--- DIRECTIONS ---
The lines to repeat run from the one containing "pub fn parse_targets(raw: &str)" through the last line of the records below; repeat them exactly and give nothing more.

(Saved entries)
//! Configuration from environment variables
//!
//! Two layers, loaded independently:
//! - `ServiceConfig`: ledger gateway and cache settings, needed by every binary
//! - `StakeConfig`: oracle, wallet and scheduler settings, only needed by the
//!   stake runtime (its API keys and coldkey are required there)
//!
//! Every loader has a `from_lookup` twin taking the variable source as a
//! closure so tests never touch the process environment.

use crate::dividends::CacheSettings;
use crate::ledger::{Hotkey, Netuid};
use crate::staking::{DecisionTarget, StakeSettings};
use std::env;
use std::str::FromStr;
use std::time::Duration;

#[derive(Debug)]
pub enum ConfigError {
    MissingVariable(String),
    InvalidValue(String),
}

impl std::fmt::Display for ConfigError {
    fn fmt(&self, f: &mut std::fmt::Formatter<'_>) -> std::fmt::Result {
        match self {
            ConfigError::MissingVariable(var) => write!(f, "Missing environment variable: {}", var),
            ConfigError::InvalidValue(msg) => write!(f, "Invalid configuration value: {}", msg),
        }
    }
}

impl std::error::Error for ConfigError {}

#[derive(Debug, Clone, Copy, PartialEq, Eq)]
pub enum CacheBackend {
    Redis,
    Memory,
}

impl FromStr for CacheBackend {
    type Err = ConfigError;

    fn from_str(s: &str) -> Result<Self, Self::Err> {
        match s.trim().to_lowercase().as_str() {
            "redis" => Ok(CacheBackend::Redis),
            "memory" => Ok(CacheBackend::Memory),
            other => Err(ConfigError::InvalidValue(format!(
                "CACHE_BACKEND must be redis or memory, got {}",
                other
            ))),
        }
    }
}

/// Ledger and cache settings
#[derive(Debug, Clone)]
pub struct ServiceConfig {
    pub ledger_rpc_url: String,
    pub ledger_rpc_timeout: Duration,
    /// Entries per `subtensor_taoDividendsPage` request
    pub map_page_size: u32,
    /// Upper bound on draining one partition during aggregation
    pub partition_query_timeout: Duration,
    pub cache_backend: CacheBackend,
    pub redis_host: String,
    pub redis_port: u16,
    pub redis_db: i64,
    pub dividend_ttl: Duration,
    pub total_networks_ttl: Duration,
}

impl ServiceConfig {
    /// Load configuration from environment variables
    ///
    /// Environment variables:
    /// - `LEDGER_RPC_URL` (default: https://entrypoint-finney.opentensor.ai:443)
    /// - `LEDGER_RPC_TIMEOUT_MS` (default: 30000)
    /// - `MAP_PAGE_SIZE` (default: 256)
    /// - `PARTITION_QUERY_TIMEOUT_MS` (default: 30000)
    /// - `CACHE_BACKEND` (default: redis)
    /// - `REDIS_HOST` / `REDIS_PORT` / `REDIS_DB` (default: localhost / 6379 / 0)
    /// - `DIVIDEND_TTL_SECS` (default: 120)
    /// - `TOTAL_NETWORKS_TTL_SECS` (default: 300)
    pub fn from_env() -> Result<Self, ConfigError> {
        Self::from_lookup(|key| env::var(key).ok())
    }

    pub fn from_lookup<F>(lookup: F) -> Result<Self, ConfigError>
    where
        F: Fn(&str) -> Option<String>,
    {
        let ledger_rpc_url = lookup("LEDGER_RPC_URL")
            .unwrap_or_else(|| "https://entrypoint-finney.opentensor.ai:443".to_string());
        require_http("LEDGER_RPC_URL", &ledger_rpc_url)?;

        let map_page_size = parse_or(&lookup, "MAP_PAGE_SIZE", 256u32)?;
        if map_page_size == 0 {
            return Err(ConfigError::InvalidValue("MAP_PAGE_SIZE must be positive".to_string()));
        }

        Ok(Self {
            ledger_rpc_url,
            ledger_rpc_timeout: Duration::from_millis(parse_or(&lookup, "LEDGER_RPC_TIMEOUT_MS", 30_000)?),
            map_page_size,
            partition_query_timeout: Duration::from_millis(parse_or(
                &lookup,
                "PARTITION_QUERY_TIMEOUT_MS",
                30_000,
            )?),
            cache_backend: parse_or(&lookup, "CACHE_BACKEND", CacheBackend::Redis)?,
            redis_host: lookup("REDIS_HOST").unwrap_or_else(|| "localhost".to_string()),
            redis_port: parse_or(&lookup, "REDIS_PORT", 6379)?,
            redis_db: parse_or(&lookup, "REDIS_DB", 0)?,
            dividend_ttl: Duration::from_secs(parse_or(&lookup, "DIVIDEND_TTL_SECS", 120)?),
            total_networks_ttl: Duration::from_secs(parse_or(&lookup, "TOTAL_NETWORKS_TTL_SECS", 300)?),
        })
    }

    pub fn redis_url(&self) -> String {
        format!("redis://{}:{}/{}", self.redis_host, self.redis_port, self.redis_db)
    }

    pub fn cache_settings(&self) -> CacheSettings {
        CacheSettings {
            dividend_ttl: self.dividend_ttl,
            total_partitions_ttl: self.total_networks_ttl,
        }
    }
}

/// Oracle, wallet and scheduler settings for the stake runtime
#[derive(Debug, Clone)]
pub struct StakeConfig {
    pub datura_api_key: String,
    pub datura_api_url: String,
    pub chutes_api_key: String,
    pub chutes_api_url: String,
    pub chutes_model: String,
    pub wallet_rpc_url: String,
    pub wallet_coldkey: String,
    pub settings: StakeSettings,
    pub decision_interval: Duration,
    pub targets: Vec<DecisionTarget>,
    pub trigger_channel_buffer: usize,
}

impl StakeConfig {
    /// Load configuration from environment variables
    ///
    /// Required: `DATURA_API_KEY`, `CHUTES_API_KEY`, `WALLET_COLDKEY`.
    /// `DECISION_TARGETS` is a comma list of `netuid` or `netuid:hotkey`.
    pub fn from_env() -> Result<Self, ConfigError> {
        Self::from_lookup(|key| env::var(key).ok())
    }

    pub fn from_lookup<F>(lookup: F) -> Result<Self, ConfigError>
    where
        F: Fn(&str) -> Option<String>,
    {
        let wallet_rpc_url = lookup("WALLET_RPC_URL")
            .unwrap_or_else(|| "https://test.chain.opentensor.ai".to_string());
        require_http("WALLET_RPC_URL", &wallet_rpc_url)?;

        let defaults = StakeSettings::default();
        let scaling_factor = parse_or(&lookup, "STAKE_SCALING_FACTOR", defaults.scaling_factor)?;
        if !scaling_factor.is_finite() || scaling_factor <= 0.0 {
            return Err(ConfigError::InvalidValue(
                "STAKE_SCALING_FACTOR must be a positive number".to_string(),
            ));
        }

        let max_slippage_ratio = match lookup("MAX_SLIPPAGE_RATIO") {
            Some(raw) if !raw.trim().is_empty() => Some(parse_value::<f64>("MAX_SLIPPAGE_RATIO", &raw)?),
            _ => None,
        };

        let decision_interval = Duration::from_secs(parse_or(&lookup, "DECISION_INTERVAL_SECS", 3600)?);
        if decision_interval.is_zero() {
            return Err(ConfigError::InvalidValue(
                "DECISION_INTERVAL_SECS must be positive".to_string(),
            ));
        }

        let targets = match lookup("DECISION_TARGETS") {
            Some(raw) => parse_targets(&raw)?,
            None => Vec::new(),
        };

        Ok(Self {
            datura_api_key: require(&lookup, "DATURA_API_KEY")?,
            datura_api_url: lookup("DATURA_API_URL")
                .unwrap_or_else(|| "https://apis.datura.ai/twitter".to_string()),
            chutes_api_key: require(&lookup, "CHUTES_API_KEY")?,
            chutes_api_url: lookup("CHUTES_API_URL")
                .unwrap_or_else(|| "https://llm.chutes.ai/v1/chat/completions".to_string()),
            chutes_model: lookup("CHUTES_MODEL")
                .unwrap_or_else(|| "unsloth/Llama-3.2-3B-Instruct".to_string()),
            wallet_rpc_url,
            wallet_coldkey: require(&lookup, "WALLET_COLDKEY")?,
            settings: StakeSettings {
                scaling_factor,
                max_slippage_ratio,
                oracle_timeout: Duration::from_millis(parse_or(&lookup, "ORACLE_TIMEOUT_MS", 30_000)?),
                actuator_timeout: Duration::from_millis(parse_or(&lookup, "ACTUATOR_TIMEOUT_MS", 60_000)?),
            },
            decision_interval,
            targets,
            trigger_channel_buffer: parse_or(&lookup, "TRIGGER_CHANNEL_BUFFER", 100usize)?.max(1),
        })
    }
}

/// Parse `DECISION_TARGETS`, e.g. `18,3:5GrwvaEF...`
pub fn parse_targets(raw: &str) -> Result<Vec<DecisionTarget>, ConfigError> {
    raw.split(',')
        .map(str::trim)
        .filter(|item| !item.is_empty())
        .map(|item| {
            let (netuid, hotkey) = match item.split_once(':') {
                Some((netuid, hotkey)) => (netuid, Some(hotkey.trim())),
                None => (item, None),
            };

            let netuid: Netuid = parse_value("DECISION_TARGETS", netuid.trim())?;
            if netuid == 0 {
                return Err(ConfigError::InvalidValue(
                    "DECISION_TARGETS netuid must be at least 1".to_string(),
                ));
            }

            let hotkey = hotkey
                .map(|h| {
                    Hotkey::parse(h).map_err(|e| {
                        ConfigError::InvalidValue(format!("DECISION_TARGETS hotkey {}: {}", h, e))
                    })
                })
                .transpose()?;

            Ok(DecisionTarget { netuid, hotkey })
        })
        .collect()
}

fn require<F>(lookup: &F, key: &str) -> Result<String, ConfigError>
where
    F: Fn(&str) -> Option<String>,
{
    lookup(key)
        .filter(|value| !value.trim().is_empty())
        .ok_or_else(|| ConfigError::MissingVariable(key.to_string()))
}

fn require_http(key: &str, url: &str) -> Result<(), ConfigError> {
    if !url.starts_with("http://") && !url.starts_with("https://") {
        return Err(ConfigError::InvalidValue(format!(
            "{} must start with http:// or https://",
            key
        )));
    }
    Ok(())
}

fn parse_or<F, T>(lookup: &F, key: &str, default: T) -> Result<T, ConfigError>
where
    F: Fn(&str) -> Option<String>,
    T: FromStr,
{
    match lookup(key) {
        Some(raw) => parse_value(key, &raw),
        None => Ok(default),
    }
}

fn parse_value<T: FromStr>(key: &str, raw: &str) -> Result<T, ConfigError> {
    raw.trim()
        .parse()
        .map_err(|_| ConfigError::InvalidValue(format!("{}={}", key, raw)))
}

--- TASK RESPONSE ---
pub fn parse_targets(raw: &str) -> Result<Vec<DecisionTarget>, ConfigError> {
    raw.split(',')
        .map(str::trim)
        .filter(|item| !item.is_empty())
        .map(|item| {
            let (netuid, hotkey) = match item.split_once(':') {
                Some((netuid, hotkey)) => (netuid, Some(hotkey.trim())),
                None => (item, None),
            };

            let netuid: Netuid = parse_value("DECISION_TARGETS", netuid.trim())?;
            if netuid == 0 {
                return Err(ConfigError::InvalidValue(
                    "DECISION_TARGETS netuid must be at least 1".to_string(),
                ));
            }

            let hotkey = hotkey
                .map(|h| {
                    Hotkey::parse(h).map_err(|e| {
                        ConfigError::InvalidValue(format!("DECISION_TARGETS hotkey {}: {}", h, e))
                    })
                })
                .transpose()?;

            Ok(DecisionTarget { netuid, hotkey })
        })
        .collect()
}

fn require<F>(lookup: &F, key: &str) -> Result<String, ConfigError>
where
    F: Fn(&str) -> Option<String>,
{
    lookup(key)
        .filter(|value| !value.trim().is_empty())
        .ok_or_else(|| ConfigError::MissingVariable(key.to_string()))
}

fn require_http(key: &str, url: &str) -> Result<(), ConfigError> {
    if !url.starts_with("http://") && !url.starts_with("https://") {
        return Err(ConfigError::InvalidValue(format!(
            "{} must start with http:// or https://",
            key
        )));
    }
    Ok(())
}

fn parse_or<F, T>(lookup: &F, key: &str, default: T) -> Result<T, ConfigError>
where
    F: Fn(&str) -> Option<String>,
    T: FromStr,
{
    match lookup(key) {
        Some(raw) => parse_value(key, &raw),
        None => Ok(default),
    }
}

fn parse_value<T: FromStr>(key: &str, raw: &str) -> Result<T, ConfigError> {
    raw.trim()
        .parse()
        .map_err(|_| ConfigError::InvalidValue(format!("{}={}", key, raw)))
}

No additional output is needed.